■ Provided material ■

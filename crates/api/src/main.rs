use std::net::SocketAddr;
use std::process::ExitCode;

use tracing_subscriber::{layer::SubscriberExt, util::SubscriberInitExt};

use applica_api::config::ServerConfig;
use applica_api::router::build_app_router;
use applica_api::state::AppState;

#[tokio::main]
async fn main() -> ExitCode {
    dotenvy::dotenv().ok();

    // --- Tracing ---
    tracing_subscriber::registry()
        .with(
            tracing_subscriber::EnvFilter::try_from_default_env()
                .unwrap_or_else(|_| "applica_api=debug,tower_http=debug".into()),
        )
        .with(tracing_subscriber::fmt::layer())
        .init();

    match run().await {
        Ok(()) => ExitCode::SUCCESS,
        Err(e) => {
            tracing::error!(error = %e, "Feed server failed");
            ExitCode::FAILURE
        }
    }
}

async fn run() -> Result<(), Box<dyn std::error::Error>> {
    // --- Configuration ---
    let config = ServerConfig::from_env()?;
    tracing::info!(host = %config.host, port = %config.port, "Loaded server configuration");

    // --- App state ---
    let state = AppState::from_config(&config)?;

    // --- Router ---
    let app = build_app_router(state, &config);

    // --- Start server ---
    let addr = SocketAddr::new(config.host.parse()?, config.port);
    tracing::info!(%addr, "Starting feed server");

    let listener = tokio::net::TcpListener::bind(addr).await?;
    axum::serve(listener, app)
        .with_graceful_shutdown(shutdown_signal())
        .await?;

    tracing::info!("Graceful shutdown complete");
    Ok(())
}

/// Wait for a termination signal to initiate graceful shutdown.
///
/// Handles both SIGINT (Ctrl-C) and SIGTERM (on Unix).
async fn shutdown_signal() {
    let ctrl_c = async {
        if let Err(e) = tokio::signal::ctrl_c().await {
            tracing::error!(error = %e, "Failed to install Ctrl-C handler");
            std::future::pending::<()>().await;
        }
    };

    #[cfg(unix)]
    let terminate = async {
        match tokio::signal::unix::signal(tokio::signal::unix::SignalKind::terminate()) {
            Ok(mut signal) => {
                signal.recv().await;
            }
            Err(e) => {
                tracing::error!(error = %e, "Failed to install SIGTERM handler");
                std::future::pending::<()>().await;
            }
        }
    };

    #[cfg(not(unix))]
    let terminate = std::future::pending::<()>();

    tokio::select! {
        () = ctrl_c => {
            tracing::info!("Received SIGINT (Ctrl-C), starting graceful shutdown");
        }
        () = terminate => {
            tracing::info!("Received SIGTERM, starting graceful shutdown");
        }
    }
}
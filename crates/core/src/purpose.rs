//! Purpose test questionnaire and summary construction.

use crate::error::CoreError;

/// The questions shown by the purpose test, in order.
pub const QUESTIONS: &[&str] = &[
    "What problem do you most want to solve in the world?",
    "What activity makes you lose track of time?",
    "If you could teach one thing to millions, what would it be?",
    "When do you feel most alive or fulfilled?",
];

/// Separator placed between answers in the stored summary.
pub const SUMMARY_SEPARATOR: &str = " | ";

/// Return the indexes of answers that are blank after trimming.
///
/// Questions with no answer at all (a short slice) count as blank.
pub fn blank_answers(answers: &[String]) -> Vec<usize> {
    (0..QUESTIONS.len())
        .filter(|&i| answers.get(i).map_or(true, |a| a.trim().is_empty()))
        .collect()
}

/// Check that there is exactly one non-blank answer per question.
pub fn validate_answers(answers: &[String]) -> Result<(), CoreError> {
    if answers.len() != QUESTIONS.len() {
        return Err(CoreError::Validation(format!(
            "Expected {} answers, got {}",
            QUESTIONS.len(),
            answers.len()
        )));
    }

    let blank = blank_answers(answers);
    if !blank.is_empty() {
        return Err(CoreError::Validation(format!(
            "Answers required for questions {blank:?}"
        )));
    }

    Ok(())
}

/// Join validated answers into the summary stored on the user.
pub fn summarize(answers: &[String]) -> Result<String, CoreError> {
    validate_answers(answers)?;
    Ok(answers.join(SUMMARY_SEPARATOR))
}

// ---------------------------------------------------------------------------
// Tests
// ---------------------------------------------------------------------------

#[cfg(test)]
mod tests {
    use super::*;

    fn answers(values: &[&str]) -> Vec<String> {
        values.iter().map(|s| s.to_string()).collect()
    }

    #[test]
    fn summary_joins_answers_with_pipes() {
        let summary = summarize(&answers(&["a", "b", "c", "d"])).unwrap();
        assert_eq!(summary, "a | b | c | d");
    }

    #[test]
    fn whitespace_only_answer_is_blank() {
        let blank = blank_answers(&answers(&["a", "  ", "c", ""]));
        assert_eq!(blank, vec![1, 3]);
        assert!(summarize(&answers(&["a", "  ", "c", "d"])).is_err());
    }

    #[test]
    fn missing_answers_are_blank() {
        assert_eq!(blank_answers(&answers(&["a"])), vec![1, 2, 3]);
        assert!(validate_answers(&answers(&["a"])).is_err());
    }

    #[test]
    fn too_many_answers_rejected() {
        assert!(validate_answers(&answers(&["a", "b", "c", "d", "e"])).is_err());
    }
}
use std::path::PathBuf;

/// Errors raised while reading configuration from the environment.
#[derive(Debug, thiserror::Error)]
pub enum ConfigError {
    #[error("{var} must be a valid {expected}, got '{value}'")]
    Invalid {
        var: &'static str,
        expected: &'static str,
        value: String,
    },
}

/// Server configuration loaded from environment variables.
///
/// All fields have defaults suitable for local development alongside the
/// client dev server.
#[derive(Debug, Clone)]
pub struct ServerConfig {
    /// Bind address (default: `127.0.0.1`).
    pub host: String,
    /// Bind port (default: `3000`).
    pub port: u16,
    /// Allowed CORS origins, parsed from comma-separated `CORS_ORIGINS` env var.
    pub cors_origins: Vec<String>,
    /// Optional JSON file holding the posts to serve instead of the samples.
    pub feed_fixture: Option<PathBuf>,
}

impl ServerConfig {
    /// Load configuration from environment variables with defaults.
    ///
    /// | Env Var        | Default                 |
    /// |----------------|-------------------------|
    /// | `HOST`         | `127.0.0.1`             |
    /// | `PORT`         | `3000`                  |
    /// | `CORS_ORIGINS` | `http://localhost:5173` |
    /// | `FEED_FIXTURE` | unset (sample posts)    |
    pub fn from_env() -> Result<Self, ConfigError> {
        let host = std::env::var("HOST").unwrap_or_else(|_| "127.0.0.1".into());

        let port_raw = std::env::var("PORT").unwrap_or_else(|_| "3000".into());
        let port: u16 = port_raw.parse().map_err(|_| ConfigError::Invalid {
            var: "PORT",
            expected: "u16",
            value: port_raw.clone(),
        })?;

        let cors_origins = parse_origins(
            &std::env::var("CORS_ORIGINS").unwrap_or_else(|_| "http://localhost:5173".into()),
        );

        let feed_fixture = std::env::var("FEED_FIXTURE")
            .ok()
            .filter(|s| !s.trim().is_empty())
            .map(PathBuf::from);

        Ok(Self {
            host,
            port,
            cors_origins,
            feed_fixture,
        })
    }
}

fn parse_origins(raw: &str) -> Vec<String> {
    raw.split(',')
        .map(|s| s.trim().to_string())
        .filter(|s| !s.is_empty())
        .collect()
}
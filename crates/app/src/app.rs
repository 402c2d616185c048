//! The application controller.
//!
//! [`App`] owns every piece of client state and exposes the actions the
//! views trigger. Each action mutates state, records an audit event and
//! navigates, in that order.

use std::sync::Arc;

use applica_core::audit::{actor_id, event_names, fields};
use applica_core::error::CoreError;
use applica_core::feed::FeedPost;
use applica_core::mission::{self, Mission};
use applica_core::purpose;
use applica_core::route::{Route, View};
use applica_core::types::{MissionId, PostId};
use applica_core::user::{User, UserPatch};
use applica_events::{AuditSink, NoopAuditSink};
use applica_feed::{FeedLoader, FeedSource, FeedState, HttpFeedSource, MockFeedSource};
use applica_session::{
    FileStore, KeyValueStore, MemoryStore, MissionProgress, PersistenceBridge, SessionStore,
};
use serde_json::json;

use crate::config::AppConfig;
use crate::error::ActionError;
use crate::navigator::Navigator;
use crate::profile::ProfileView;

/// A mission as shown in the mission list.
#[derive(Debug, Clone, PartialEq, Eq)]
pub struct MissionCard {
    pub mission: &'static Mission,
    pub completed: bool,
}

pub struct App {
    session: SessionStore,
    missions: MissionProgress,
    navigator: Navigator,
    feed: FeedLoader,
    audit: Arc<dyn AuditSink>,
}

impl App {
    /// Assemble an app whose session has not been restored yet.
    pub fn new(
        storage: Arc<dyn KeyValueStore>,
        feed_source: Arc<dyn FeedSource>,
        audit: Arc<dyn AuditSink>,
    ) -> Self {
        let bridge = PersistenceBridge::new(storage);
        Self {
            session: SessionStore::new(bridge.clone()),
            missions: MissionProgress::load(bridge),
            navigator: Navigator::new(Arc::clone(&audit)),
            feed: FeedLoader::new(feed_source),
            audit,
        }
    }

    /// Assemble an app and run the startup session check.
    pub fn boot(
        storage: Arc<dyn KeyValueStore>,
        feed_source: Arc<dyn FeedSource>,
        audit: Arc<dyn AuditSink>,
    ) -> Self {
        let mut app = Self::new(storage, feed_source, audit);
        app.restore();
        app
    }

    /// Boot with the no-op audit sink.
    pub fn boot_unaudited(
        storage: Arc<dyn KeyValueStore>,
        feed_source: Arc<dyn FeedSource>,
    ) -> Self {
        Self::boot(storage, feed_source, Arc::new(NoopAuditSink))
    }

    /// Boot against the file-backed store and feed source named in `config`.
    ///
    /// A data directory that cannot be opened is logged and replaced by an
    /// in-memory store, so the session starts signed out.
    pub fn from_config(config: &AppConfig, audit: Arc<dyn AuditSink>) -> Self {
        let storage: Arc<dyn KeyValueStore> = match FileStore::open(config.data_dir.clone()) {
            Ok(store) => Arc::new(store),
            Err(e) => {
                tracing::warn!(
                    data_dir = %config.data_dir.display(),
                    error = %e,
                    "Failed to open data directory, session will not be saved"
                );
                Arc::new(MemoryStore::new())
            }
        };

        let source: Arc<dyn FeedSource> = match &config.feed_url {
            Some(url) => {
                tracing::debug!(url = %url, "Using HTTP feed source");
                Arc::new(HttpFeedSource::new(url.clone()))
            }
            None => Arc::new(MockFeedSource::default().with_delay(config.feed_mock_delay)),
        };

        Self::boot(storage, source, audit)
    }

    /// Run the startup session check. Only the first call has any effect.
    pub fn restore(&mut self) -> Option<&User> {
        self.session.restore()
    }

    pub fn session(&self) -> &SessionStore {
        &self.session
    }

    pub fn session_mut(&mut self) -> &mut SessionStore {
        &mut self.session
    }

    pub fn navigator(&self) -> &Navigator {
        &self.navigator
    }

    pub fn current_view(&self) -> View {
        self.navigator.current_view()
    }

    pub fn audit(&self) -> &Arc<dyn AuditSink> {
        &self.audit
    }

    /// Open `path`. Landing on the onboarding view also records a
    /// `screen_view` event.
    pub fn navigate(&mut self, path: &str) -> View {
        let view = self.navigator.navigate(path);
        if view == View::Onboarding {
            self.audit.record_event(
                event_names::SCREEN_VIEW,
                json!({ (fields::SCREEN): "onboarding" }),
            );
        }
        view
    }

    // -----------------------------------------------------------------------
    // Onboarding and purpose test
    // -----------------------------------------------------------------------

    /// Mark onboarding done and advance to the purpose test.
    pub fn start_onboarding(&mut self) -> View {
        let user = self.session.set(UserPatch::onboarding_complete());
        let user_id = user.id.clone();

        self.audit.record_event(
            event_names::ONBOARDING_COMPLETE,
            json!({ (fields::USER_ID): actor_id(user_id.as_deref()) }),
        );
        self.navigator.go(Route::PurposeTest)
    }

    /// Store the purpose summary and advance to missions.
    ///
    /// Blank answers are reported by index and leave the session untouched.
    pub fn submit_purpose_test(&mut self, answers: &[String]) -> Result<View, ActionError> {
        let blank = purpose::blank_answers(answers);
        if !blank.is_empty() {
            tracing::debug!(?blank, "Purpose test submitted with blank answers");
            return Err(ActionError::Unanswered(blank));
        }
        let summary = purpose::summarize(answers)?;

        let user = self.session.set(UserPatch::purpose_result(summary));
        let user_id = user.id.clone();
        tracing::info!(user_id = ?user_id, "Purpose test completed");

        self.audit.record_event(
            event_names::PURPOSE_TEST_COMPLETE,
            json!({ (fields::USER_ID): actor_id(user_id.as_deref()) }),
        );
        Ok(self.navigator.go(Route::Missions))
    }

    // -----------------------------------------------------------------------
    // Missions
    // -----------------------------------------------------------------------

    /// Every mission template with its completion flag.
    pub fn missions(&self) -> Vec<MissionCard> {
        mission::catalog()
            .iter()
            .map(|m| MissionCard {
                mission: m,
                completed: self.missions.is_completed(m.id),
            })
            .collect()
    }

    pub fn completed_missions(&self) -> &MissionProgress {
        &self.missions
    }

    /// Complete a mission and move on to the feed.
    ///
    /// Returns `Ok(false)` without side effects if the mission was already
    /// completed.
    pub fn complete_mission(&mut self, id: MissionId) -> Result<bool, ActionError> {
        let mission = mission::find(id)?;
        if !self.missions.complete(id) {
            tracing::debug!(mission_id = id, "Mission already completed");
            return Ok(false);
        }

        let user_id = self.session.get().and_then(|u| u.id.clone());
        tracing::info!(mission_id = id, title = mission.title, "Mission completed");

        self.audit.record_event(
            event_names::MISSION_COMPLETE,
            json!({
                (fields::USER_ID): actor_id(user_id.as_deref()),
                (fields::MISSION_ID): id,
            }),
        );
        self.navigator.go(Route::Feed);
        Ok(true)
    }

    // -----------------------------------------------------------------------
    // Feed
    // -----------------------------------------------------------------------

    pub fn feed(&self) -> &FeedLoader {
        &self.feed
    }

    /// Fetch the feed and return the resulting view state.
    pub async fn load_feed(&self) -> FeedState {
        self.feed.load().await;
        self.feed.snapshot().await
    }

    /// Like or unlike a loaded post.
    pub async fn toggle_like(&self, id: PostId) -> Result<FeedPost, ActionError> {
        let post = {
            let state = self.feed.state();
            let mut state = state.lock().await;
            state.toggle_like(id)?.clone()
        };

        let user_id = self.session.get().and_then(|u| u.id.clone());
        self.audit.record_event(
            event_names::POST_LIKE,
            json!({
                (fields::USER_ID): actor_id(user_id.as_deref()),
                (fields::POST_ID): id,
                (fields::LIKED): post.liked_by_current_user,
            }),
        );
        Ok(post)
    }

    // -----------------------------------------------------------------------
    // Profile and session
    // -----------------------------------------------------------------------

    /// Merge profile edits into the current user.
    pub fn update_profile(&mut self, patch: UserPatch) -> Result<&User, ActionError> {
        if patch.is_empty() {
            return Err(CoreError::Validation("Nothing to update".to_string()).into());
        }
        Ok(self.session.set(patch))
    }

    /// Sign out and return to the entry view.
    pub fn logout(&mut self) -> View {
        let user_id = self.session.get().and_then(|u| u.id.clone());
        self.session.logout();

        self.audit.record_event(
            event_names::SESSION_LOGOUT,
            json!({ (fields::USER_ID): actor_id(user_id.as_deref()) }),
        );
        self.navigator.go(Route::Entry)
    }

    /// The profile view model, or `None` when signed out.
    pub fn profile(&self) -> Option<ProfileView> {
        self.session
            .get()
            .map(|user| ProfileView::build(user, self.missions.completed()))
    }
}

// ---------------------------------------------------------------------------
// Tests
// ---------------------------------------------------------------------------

■ What the task requires ■
When the string "MissionId" occurs in a line of the material, that line belongs in the answer.

■ Solution below ■
use applica_core::types::{MissionId, PostId};
    pub fn complete_mission(&mut self, id: MissionId) -> Result<bool, ActionError> {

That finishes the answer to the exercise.